(Saved entries)
######
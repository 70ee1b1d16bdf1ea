use anyhow::{bail, Context, Result};
use clap::{Parser, Subcommand};
use connectiondb::auth::CredentialStore;
use connectiondb::config::Config;
use std::path::PathBuf;
use tracing_subscriber::EnvFilter;

#[derive(Parser, Debug)]
#[command(name = "connectiondb")]
#[command(author, version, about = "Contact directory backed by a spreadsheet", long_about = None)]
struct Cli {
    /// Path to a TOML config file
    #[arg(long, global = true)]
    config: Option<PathBuf>,

    #[command(subcommand)]
    command: Command,
}

#[derive(Subcommand, Debug)]
enum Command {
    /// Run the web app
    Serve {
        /// Address to bind (overrides [gateway] host)
        #[arg(long)]
        host: Option<String>,

        /// Port to bind (overrides [gateway] port)
        #[arg(short, long)]
        port: Option<u16>,
    },
    /// Set a user's password, creating the account if needed
    Passwd {
        username: String,
    },
}

#[tokio::main]
async fn main() -> Result<()> {
    tracing_subscriber::fmt()
        .with_env_filter(
            EnvFilter::try_from_default_env().unwrap_or_else(|_| EnvFilter::new("info")),
        )
        .init();

    let cli = Cli::parse();
    let mut config = Config::load(cli.config.as_deref())?;

    match cli.command {
        Command::Serve { host, port } => {
            if let Some(host) = host {
                config.gateway.host = host;
            }
            if let Some(port) = port {
                config.gateway.port = port;
            }
            connectiondb::gateway::run_gateway(config).await
        }
        Command::Passwd { username } => set_password(&config, &username),
    }
}

fn set_password(config: &Config, username: &str) -> Result<()> {
    let username = username.trim();
    if username.is_empty() {
        bail!("Username must not be empty");
    }

    let password = dialoguer::Password::new()
        .with_prompt(format!("New password for {username}"))
        .with_confirmation("Confirm password", "Passwords do not match")
        .interact()
        .context("Failed to read password")?;

    let store = CredentialStore::open(&config.auth.users_file, config.bootstrap_account());
    store
        .set_password(username, &password)
        .with_context(|| format!("Failed to update {}", store.location()))?;
    println!("✅ Password updated for {username}");
    Ok(())
}
//! Signed session cookie.
//!
//! Value layout: `base64url(username).issued_at.hex(hmac)`, where the HMAC
//! covers everything before the last `.`. Nothing is stored server-side; a
//! session ends when the cookie is cleared or `issued_at + ttl` passes.

use super::AppState;
use crate::config::GatewayConfig;
use crate::util::epoch_secs;
use axum::extract::FromRequestParts;
use axum::http::header::COOKIE;
use axum::http::request::Parts;
use axum::http::HeaderMap;
use axum::response::Redirect;
use base64::engine::general_purpose::URL_SAFE_NO_PAD;
use base64::Engine;
use hmac::digest::InvalidLength;
use hmac::{Hmac, Mac};
use rand::rngs::OsRng;
use rand::RngCore;
use sha2::Sha256;

type HmacSha256 = Hmac<Sha256>;

pub const SESSION_COOKIE: &str = "connectiondb_session";

/// Identity carried by a valid cookie.
#[derive(Debug, Clone, PartialEq, Eq)]
pub struct Session {
    pub username: String,
    pub issued_at: u64,
}

/// Issues and checks session cookies under one HMAC key.
pub struct SessionSigner {
    mac: HmacSha256,
    ttl_secs: u64,
    secure: bool,
}

impl SessionSigner {
    pub fn new(key: &[u8], ttl_secs: u64, secure: bool) -> Result<Self, InvalidLength> {
        Ok(Self {
            mac: HmacSha256::new_from_slice(key)?,
            ttl_secs,
            secure,
        })
    }

    /// Build from `[gateway]`. Without a configured secret a random key is
    /// generated, so sessions do not survive a restart.
    pub fn from_config(config: &GatewayConfig) -> Result<Self, InvalidLength> {
        let key = match config.session_secret.as_deref() {
            Some(secret) if !secret.is_empty() => secret.as_bytes().to_vec(),
            _ => {
                tracing::warn!(
                    "No session secret configured; using an ephemeral key. \
                     Set SESSION_SECRET to keep users logged in across restarts."
                );
                let mut key = vec![0u8; 32];
                OsRng.fill_bytes(&mut key);
                key
            }
        };
        Self::new(&key, config.session_ttl_secs, config.secure_cookies)
    }

    /// `Set-Cookie` header value establishing a session for `username`.
    pub fn issue(&self, username: &str) -> String {
        self.issue_at(username, epoch_secs())
    }

    fn issue_at(&self, username: &str, issued_at: u64) -> String {
        let payload = format!("{}.{issued_at}", URL_SAFE_NO_PAD.encode(username));
        let signature = hex::encode(self.mac(&payload).finalize().into_bytes());
        self.cookie(&format!("{payload}.{signature}"), self.ttl_secs)
    }

    /// `Set-Cookie` header value that removes the session.
    pub fn clear(&self) -> String {
        self.cookie("", 0)
    }

    /// Check a raw cookie value. Bad signatures, malformed values and
    /// expired sessions all yield `None`.
    pub fn verify(&self, value: &str) -> Option<Session> {
        self.verify_at(value, epoch_secs())
    }

    fn verify_at(&self, value: &str, now: u64) -> Option<Session> {
        let (payload, signature_hex) = value.rsplit_once('.')?;
        let signature = hex::decode(signature_hex).ok()?;
        self.mac(payload).verify_slice(&signature).ok()?;

        let (user_b64, issued_at) = payload.split_once('.')?;
        let issued_at: u64 = issued_at.parse().ok()?;
        if issued_at > now || now - issued_at >= self.ttl_secs {
            return None;
        }
        let username = String::from_utf8(URL_SAFE_NO_PAD.decode(user_b64).ok()?).ok()?;
        if username.is_empty() {
            return None;
        }
        Some(Session {
            username,
            issued_at,
        })
    }

    /// Find and verify the session cookie among the request's `Cookie`
    /// headers.
    pub fn session_from_headers(&self, headers: &HeaderMap) -> Option<Session> {
        headers
            .get_all(COOKIE)
            .iter()
            .filter_map(|value| value.to_str().ok())
            .flat_map(|value| value.split(';'))
            .filter_map(|pair| pair.trim().split_once('='))
            .filter(|(name, _)| *name == SESSION_COOKIE)
            .find_map(|(_, value)| self.verify(value))
    }

    fn mac(&self, payload: &str) -> HmacSha256 {
        let mut mac = self.mac.clone();
        mac.update(payload.as_bytes());
        mac
    }

    fn cookie(&self, value: &str, max_age: u64) -> String {
        let secure = if self.secure { "; Secure" } else { "" };
        format!("{SESSION_COOKIE}={value}; Path=/; HttpOnly; SameSite=Lax; Max-Age={max_age}{secure}")
    }
}

/// The logged-in username, if any.
#[derive(Debug, Clone)]
pub struct CurrentUser(pub Option<String>);

impl FromRequestParts<AppState> for CurrentUser {
    type Rejection = std::convert::Infallible;

    async fn from_request_parts(
        parts: &mut Parts,
        state: &AppState,
    ) -> Result<Self, Self::Rejection> {
        Ok(Self(
            state
                .sessions
                .session_from_headers(&parts.headers)
                .map(|s| s.username),
        ))
    }
}

/// The logged-in username. Anonymous requests are redirected to the login
/// page with the requested path in `next`.
#[derive(Debug, Clone)]
pub struct RequireUser(pub String);

impl FromRequestParts<AppState> for RequireUser {
    type Rejection = Redirect;

    async fn from_request_parts(
        parts: &mut Parts,
        state: &AppState,
    ) -> Result<Self, Self::Rejection> {
        match state.sessions.session_from_headers(&parts.headers) {
            Some(session) => Ok(Self(session.username)),
            None => {
                let target = parts
                    .uri
                    .path_and_query()
                    .map_or("/", |pq| pq.as_str());
                Err(login_redirect(target))
            }
        }
    }
}

pub fn login_redirect(next: &str) -> Redirect {
    Redirect::to(&format!("/login?next={}", urlencoding::encode(next)))
}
######
Exercise details
The answer should be the entries, given again without a single difference.

Task answer
repository 70ee1b1d16bdf1ea
use anyhow::{bail, Context, Result};
use clap::{Parser, Subcommand};
use connectiondb::auth::CredentialStore;
use connectiondb::config::Config;
use std::path::PathBuf;
use tracing_subscriber::EnvFilter;

#[derive(Parser, Debug)]
#[command(name = "connectiondb")]
#[command(author, version, about = "Contact directory backed by a spreadsheet", long_about = None)]
struct Cli {
    /// Path to a TOML config file
    #[arg(long, global = true)]
    config: Option<PathBuf>,

    #[command(subcommand)]
    command: Command,
}

#[derive(Subcommand, Debug)]
enum Command {
    /// Run the web app
    Serve {
        /// Address to bind (overrides [gateway] host)
        #[arg(long)]
        host: Option<String>,

        /// Port to bind (overrides [gateway] port)
        #[arg(short, long)]
        port: Option<u16>,
    },
    /// Set a user's password, creating the account if needed
    Passwd {
        username: String,
    },
}

#[tokio::main]
async fn main() -> Result<()> {
    tracing_subscriber::fmt()
        .with_env_filter(
            EnvFilter::try_from_default_env().unwrap_or_else(|_| EnvFilter::new("info")),
        )
        .init();

    let cli = Cli::parse();
    let mut config = Config::load(cli.config.as_deref())?;

    match cli.command {
        Command::Serve { host, port } => {
            if let Some(host) = host {
                config.gateway.host = host;
            }
            if let Some(port) = port {
                config.gateway.port = port;
            }
            connectiondb::gateway::run_gateway(config).await
        }
        Command::Passwd { username } => set_password(&config, &username),
    }
}

fn set_password(config: &Config, username: &str) -> Result<()> {
    let username = username.trim();
    if username.is_empty() {
        bail!("Username must not be empty");
    }

    let password = dialoguer::Password::new()
        .with_prompt(format!("New password for {username}"))
        .with_confirmation("Confirm password", "Passwords do not match")
        .interact()
        .context("Failed to read password")?;

    let store = CredentialStore::open(&config.auth.users_file, config.bootstrap_account());
    store
        .set_password(username, &password)
        .with_context(|| format!("Failed to update {}", store.location()))?;
    println!("✅ Password updated for {username}");
    Ok(())
}
//! Signed session cookie.
//!
//! Value layout: `base64url(username).issued_at.hex(hmac)`, where the HMAC
//! covers everything before the last `.`. Nothing is stored server-side; a
//! session ends when the cookie is cleared or `issued_at + ttl` passes.

use super::AppState;
use crate::config::GatewayConfig;
use crate::util::epoch_secs;
use axum::extract::FromRequestParts;
use axum::http::header::COOKIE;
use axum::http::request::Parts;
use axum::http::HeaderMap;
use axum::response::Redirect;
use base64::engine::general_purpose::URL_SAFE_NO_PAD;
use base64::Engine;
use hmac::digest::InvalidLength;
use hmac::{Hmac, Mac};
use rand::rngs::OsRng;
use rand::RngCore;
use sha2::Sha256;

type HmacSha256 = Hmac<Sha256>;

pub const SESSION_COOKIE: &str = "connectiondb_session";

/// Identity carried by a valid cookie.
#[derive(Debug, Clone, PartialEq, Eq)]
pub struct Session {
    pub username: String,
    pub issued_at: u64,
}

/// Issues and checks session cookies under one HMAC key.
pub struct SessionSigner {
    mac: HmacSha256,
    ttl_secs: u64,
    secure: bool,
}

impl SessionSigner {
    pub fn new(key: &[u8], ttl_secs: u64, secure: bool) -> Result<Self, InvalidLength> {
        Ok(Self {
            mac: HmacSha256::new_from_slice(key)?,
            ttl_secs,
            secure,
        })
    }

    /// Build from `[gateway]`. Without a configured secret a random key is
    /// generated, so sessions do not survive a restart.
    pub fn from_config(config: &GatewayConfig) -> Result<Self, InvalidLength> {
        let key = match config.session_secret.as_deref() {
            Some(secret) if !secret.is_empty() => secret.as_bytes().to_vec(),
            _ => {
                tracing::warn!(
                    "No session secret configured; using an ephemeral key. \
                     Set SESSION_SECRET to keep users logged in across restarts."
                );
                let mut key = vec![0u8; 32];
                OsRng.fill_bytes(&mut key);
                key
            }
        };
        Self::new(&key, config.session_ttl_secs, config.secure_cookies)
    }

    /// `Set-Cookie` header value establishing a session for `username`.
    pub fn issue(&self, username: &str) -> String {
        self.issue_at(username, epoch_secs())
    }

    fn issue_at(&self, username: &str, issued_at: u64) -> String {
        let payload = format!("{}.{issued_at}", URL_SAFE_NO_PAD.encode(username));
        let signature = hex::encode(self.mac(&payload).finalize().into_bytes());
        self.cookie(&format!("{payload}.{signature}"), self.ttl_secs)
    }

    /// `Set-Cookie` header value that removes the session.
    pub fn clear(&self) -> String {
        self.cookie("", 0)
    }

    /// Check a raw cookie value. Bad signatures, malformed values and
    /// expired sessions all yield `None`.
    pub fn verify(&self, value: &str) -> Option<Session> {
        self.verify_at(value, epoch_secs())
    }

    fn verify_at(&self, value: &str, now: u64) -> Option<Session> {
        let (payload, signature_hex) = value.rsplit_once('.')?;
        let signature = hex::decode(signature_hex).ok()?;
        self.mac(payload).verify_slice(&signature).ok()?;

        let (user_b64, issued_at) = payload.split_once('.')?;
        let issued_at: u64 = issued_at.parse().ok()?;
        if issued_at > now || now - issued_at >= self.ttl_secs {
            return None;
        }
        let username = String::from_utf8(URL_SAFE_NO_PAD.decode(user_b64).ok()?).ok()?;
        if username.is_empty() {
            return None;
        }
        Some(Session {
            username,
            issued_at,
        })
    }

    /// Find and verify the session cookie among the request's `Cookie`
    /// headers.
    pub fn session_from_headers(&self, headers: &HeaderMap) -> Option<Session> {
        headers
            .get_all(COOKIE)
            .iter()
            .filter_map(|value| value.to_str().ok())
            .flat_map(|value| value.split(';'))
            .filter_map(|pair| pair.trim().split_once('='))
            .filter(|(name, _)| *name == SESSION_COOKIE)
            .find_map(|(_, value)| self.verify(value))
    }

    fn mac(&self, payload: &str) -> HmacSha256 {
        let mut mac = self.mac.clone();
        mac.update(payload.as_bytes());
        mac
    }

    fn cookie(&self, value: &str, max_age: u64) -> String {
        let secure = if self.secure { "; Secure" } else { "" };
        format!("{SESSION_COOKIE}={value}; Path=/; HttpOnly; SameSite=Lax; Max-Age={max_age}{secure}")
    }
}

/// The logged-in username, if any.
#[derive(Debug, Clone)]
pub struct CurrentUser(pub Option<String>);

impl FromRequestParts<AppState> for CurrentUser {
    type Rejection = std::convert::Infallible;

    async fn from_request_parts(
        parts: &mut Parts,
        state: &AppState,
    ) -> Result<Self, Self::Rejection> {
        Ok(Self(
            state
                .sessions
                .session_from_headers(&parts.headers)
                .map(|s| s.username),
        ))
    }
}

/// The logged-in username. Anonymous requests are redirected to the login
/// page with the requested path in `next`.
#[derive(Debug, Clone)]
pub struct RequireUser(pub String);

impl FromRequestParts<AppState> for RequireUser {
    type Rejection = Redirect;

    async fn from_request_parts(
        parts: &mut Parts,
        state: &AppState,
    ) -> Result<Self, Self::Rejection> {
        match state.sessions.session_from_headers(&parts.headers) {
            Some(session) => Ok(Self(session.username)),
            None => {
                let target = parts
                    .uri
                    .path_and_query()
                    .map_or("/", |pq| pq.as_str());
                Err(login_redirect(target))
            }
        }
    }
}

pub fn login_redirect(next: &str) -> Redirect {
    Redirect::to(&format!("/login?next={}", urlencoding::encode(next)))
}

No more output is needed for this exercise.